--- EXTRACTED INFORMATION Enclosed Below ---

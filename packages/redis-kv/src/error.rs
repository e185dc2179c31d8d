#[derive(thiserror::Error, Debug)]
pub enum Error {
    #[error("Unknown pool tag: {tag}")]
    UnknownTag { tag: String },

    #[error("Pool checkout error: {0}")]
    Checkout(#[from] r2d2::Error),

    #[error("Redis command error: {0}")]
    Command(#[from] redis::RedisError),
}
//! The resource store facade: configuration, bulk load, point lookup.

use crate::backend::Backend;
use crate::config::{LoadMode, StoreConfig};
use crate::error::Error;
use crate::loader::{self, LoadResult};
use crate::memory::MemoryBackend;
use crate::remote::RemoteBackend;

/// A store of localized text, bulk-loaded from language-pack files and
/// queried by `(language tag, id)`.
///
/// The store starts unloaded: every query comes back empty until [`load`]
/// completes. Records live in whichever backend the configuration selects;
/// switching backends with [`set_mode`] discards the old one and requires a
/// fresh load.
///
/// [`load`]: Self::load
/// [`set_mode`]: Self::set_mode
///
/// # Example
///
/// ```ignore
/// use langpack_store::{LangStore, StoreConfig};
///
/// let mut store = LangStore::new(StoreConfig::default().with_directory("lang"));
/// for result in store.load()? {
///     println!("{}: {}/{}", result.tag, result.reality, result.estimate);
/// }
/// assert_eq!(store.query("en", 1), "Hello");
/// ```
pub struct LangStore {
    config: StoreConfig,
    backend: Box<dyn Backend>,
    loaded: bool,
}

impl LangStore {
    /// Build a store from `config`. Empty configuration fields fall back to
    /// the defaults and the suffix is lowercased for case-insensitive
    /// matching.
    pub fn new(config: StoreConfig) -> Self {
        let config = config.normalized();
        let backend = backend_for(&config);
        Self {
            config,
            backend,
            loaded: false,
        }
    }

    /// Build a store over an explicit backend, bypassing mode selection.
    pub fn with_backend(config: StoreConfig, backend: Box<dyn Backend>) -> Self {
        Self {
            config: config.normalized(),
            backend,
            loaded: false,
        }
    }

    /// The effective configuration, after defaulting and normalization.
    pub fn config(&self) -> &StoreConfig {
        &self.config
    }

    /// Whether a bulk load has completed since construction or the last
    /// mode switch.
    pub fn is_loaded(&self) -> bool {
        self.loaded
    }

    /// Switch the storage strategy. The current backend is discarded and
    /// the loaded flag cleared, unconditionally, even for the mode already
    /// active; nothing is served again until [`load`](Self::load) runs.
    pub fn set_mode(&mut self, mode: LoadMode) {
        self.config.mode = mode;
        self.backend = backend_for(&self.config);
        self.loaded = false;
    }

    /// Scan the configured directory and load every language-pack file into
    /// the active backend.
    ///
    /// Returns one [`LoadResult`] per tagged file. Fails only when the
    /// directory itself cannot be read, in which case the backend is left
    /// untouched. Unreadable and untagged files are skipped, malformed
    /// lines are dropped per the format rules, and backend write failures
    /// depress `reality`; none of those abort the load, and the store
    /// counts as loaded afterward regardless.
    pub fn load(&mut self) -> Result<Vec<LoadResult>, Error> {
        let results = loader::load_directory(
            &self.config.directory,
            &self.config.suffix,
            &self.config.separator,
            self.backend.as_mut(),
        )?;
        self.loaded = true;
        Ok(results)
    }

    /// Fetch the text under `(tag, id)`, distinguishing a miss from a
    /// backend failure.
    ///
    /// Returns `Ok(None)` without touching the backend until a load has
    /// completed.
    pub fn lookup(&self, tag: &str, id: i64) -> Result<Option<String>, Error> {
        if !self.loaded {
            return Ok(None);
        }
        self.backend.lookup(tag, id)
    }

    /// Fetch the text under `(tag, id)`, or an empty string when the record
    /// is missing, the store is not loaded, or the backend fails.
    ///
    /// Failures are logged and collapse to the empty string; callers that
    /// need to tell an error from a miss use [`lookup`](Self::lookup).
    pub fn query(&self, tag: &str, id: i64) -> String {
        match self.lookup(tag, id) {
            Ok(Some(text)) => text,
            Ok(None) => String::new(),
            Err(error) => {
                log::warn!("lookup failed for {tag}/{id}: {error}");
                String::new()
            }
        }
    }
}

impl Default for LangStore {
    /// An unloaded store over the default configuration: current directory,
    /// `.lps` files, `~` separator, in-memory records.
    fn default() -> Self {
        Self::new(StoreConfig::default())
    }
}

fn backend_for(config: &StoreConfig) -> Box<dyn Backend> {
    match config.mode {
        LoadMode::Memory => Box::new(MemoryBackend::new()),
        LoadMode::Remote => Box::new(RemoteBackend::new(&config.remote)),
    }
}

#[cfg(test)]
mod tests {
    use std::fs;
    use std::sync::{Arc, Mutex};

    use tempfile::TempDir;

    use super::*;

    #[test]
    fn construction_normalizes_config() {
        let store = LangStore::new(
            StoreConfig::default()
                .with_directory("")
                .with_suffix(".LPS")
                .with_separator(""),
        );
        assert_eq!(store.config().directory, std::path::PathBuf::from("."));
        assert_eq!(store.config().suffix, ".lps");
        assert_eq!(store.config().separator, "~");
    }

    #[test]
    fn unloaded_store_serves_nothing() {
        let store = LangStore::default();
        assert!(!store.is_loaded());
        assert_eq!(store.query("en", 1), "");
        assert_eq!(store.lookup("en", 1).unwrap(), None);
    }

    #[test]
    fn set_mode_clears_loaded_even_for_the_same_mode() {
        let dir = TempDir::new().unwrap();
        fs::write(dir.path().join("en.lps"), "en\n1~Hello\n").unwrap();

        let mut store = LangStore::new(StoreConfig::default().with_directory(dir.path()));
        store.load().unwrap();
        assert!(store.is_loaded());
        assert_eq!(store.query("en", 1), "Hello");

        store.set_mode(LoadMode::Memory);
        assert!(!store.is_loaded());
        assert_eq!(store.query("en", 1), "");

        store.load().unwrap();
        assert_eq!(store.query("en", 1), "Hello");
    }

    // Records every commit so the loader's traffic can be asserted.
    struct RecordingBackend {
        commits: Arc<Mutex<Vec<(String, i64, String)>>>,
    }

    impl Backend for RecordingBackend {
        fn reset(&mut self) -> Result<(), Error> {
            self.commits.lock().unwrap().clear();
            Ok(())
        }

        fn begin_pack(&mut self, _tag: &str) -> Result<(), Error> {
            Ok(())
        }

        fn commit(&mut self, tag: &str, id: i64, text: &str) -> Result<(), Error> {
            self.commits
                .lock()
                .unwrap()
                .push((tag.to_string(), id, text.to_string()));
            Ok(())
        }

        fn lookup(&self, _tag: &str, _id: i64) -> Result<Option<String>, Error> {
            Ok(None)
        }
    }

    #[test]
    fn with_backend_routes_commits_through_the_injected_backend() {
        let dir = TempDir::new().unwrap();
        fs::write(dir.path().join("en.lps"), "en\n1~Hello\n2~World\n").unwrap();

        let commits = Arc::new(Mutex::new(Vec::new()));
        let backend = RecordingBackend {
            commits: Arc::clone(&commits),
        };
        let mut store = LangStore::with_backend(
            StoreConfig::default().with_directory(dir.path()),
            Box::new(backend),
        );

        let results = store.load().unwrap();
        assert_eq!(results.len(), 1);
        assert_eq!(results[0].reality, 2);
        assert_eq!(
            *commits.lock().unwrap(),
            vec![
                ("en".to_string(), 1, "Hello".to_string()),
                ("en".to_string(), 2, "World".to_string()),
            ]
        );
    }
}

--- End of Enclosed EXTRACTED INFORMATION ---
--- EXTRACTED INFORMATION Enclosed Below ---

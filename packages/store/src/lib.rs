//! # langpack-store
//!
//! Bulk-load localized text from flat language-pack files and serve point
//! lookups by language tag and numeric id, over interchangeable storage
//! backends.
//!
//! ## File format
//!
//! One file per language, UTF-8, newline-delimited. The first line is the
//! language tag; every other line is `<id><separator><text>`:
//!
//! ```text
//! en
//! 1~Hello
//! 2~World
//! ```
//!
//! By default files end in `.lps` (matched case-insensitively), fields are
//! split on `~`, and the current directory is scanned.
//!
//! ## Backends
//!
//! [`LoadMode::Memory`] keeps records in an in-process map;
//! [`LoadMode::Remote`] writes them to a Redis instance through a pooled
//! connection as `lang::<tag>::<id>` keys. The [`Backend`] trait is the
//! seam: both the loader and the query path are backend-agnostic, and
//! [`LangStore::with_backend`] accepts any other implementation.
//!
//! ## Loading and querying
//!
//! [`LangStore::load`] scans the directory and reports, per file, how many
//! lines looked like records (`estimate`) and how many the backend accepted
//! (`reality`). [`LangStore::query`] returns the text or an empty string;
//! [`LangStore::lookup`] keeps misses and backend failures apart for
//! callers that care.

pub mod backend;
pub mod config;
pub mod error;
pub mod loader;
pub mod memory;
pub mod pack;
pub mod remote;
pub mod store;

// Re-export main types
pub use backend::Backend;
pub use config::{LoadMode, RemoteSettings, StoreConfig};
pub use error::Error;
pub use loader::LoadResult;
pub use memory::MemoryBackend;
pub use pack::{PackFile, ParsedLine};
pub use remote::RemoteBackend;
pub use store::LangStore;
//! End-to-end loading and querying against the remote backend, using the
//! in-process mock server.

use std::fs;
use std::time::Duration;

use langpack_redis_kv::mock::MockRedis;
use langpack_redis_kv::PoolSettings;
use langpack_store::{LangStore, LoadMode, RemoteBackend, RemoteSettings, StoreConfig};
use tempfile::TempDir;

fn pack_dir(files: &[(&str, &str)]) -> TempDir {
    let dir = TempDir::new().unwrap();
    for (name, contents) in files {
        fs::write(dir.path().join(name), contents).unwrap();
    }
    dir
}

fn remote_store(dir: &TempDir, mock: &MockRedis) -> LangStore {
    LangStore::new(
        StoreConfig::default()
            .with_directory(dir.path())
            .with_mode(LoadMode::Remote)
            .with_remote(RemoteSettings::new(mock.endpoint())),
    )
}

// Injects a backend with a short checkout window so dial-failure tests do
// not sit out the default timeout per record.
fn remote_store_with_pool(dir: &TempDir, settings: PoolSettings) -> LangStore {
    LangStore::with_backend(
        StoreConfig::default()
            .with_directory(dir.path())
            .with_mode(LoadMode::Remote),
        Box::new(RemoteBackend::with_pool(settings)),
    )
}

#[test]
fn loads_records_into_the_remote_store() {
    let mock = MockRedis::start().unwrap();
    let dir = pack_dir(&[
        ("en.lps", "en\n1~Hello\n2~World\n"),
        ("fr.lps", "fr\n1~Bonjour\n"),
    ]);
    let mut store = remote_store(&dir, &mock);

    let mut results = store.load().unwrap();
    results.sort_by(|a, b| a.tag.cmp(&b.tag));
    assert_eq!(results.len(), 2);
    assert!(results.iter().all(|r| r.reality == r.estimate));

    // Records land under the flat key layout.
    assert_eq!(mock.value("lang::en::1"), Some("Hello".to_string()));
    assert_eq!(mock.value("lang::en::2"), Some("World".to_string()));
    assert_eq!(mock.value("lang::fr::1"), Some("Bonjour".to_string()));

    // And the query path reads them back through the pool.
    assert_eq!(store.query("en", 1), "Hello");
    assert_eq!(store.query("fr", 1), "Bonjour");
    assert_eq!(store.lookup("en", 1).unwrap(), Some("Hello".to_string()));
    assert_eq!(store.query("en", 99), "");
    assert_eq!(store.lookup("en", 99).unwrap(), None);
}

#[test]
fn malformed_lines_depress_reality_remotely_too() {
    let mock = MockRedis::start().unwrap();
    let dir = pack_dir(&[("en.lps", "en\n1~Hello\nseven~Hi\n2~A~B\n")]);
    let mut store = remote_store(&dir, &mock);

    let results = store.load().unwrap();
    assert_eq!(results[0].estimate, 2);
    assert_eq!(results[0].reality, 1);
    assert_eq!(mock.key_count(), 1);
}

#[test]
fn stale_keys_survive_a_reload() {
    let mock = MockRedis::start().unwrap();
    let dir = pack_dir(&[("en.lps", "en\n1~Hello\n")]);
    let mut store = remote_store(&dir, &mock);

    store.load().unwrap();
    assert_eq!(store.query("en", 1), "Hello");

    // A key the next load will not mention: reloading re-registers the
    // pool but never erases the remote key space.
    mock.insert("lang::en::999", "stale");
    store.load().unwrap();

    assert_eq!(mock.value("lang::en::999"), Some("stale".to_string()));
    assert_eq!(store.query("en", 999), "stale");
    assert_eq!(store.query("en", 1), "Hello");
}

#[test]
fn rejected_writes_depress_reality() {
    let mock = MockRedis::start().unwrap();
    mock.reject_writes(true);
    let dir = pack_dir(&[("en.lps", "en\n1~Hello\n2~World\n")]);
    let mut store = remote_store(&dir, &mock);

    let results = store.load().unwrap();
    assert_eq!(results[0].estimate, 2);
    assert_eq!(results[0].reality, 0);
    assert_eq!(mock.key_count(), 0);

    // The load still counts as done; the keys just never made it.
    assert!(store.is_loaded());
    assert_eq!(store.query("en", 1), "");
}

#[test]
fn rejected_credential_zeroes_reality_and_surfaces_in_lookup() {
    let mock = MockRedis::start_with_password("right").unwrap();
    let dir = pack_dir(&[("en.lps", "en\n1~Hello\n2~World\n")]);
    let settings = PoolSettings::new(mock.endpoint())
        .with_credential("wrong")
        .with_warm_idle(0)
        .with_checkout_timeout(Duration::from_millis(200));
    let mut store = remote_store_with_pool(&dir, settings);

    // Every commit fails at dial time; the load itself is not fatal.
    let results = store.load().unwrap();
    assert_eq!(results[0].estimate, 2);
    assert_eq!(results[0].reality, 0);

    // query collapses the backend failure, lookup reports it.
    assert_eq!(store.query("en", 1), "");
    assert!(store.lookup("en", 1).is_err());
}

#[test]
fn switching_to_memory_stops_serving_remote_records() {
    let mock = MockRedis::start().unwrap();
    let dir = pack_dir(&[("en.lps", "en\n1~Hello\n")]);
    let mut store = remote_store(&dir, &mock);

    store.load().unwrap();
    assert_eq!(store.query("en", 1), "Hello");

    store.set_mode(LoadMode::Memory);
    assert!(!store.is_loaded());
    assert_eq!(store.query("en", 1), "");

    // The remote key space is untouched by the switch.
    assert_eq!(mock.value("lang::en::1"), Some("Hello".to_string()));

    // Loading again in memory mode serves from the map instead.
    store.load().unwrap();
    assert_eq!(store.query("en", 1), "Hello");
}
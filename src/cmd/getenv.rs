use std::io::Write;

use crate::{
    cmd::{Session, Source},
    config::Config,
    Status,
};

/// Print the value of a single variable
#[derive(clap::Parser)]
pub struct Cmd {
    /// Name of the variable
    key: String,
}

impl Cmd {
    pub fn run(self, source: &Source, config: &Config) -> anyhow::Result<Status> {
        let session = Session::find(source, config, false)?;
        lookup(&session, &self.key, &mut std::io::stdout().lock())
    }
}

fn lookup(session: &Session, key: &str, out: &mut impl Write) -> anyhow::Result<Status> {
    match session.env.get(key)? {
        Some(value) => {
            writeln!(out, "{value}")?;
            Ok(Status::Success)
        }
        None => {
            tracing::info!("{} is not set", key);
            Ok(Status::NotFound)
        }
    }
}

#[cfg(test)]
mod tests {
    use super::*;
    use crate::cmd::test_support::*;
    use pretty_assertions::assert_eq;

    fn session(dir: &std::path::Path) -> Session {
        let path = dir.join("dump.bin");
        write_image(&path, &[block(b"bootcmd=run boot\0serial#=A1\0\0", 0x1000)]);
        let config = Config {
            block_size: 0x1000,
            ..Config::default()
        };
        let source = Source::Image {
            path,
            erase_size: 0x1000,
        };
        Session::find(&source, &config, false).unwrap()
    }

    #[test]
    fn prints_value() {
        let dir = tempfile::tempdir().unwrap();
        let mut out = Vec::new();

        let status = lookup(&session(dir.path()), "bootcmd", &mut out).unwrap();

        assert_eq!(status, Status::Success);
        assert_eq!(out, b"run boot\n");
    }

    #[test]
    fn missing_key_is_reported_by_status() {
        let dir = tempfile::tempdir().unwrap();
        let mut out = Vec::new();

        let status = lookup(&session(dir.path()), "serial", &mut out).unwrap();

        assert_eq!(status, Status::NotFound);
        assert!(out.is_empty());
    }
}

--- End of Enclosed EXTRACTED INFORMATION ---

EXERCISE DIRECTIONS:
Return each line of the data where the word "process" appears.

SOLUTION BELOW:
//! [`LoadMode::Memory`] keeps records in an in-process map;
//! in-process mock server.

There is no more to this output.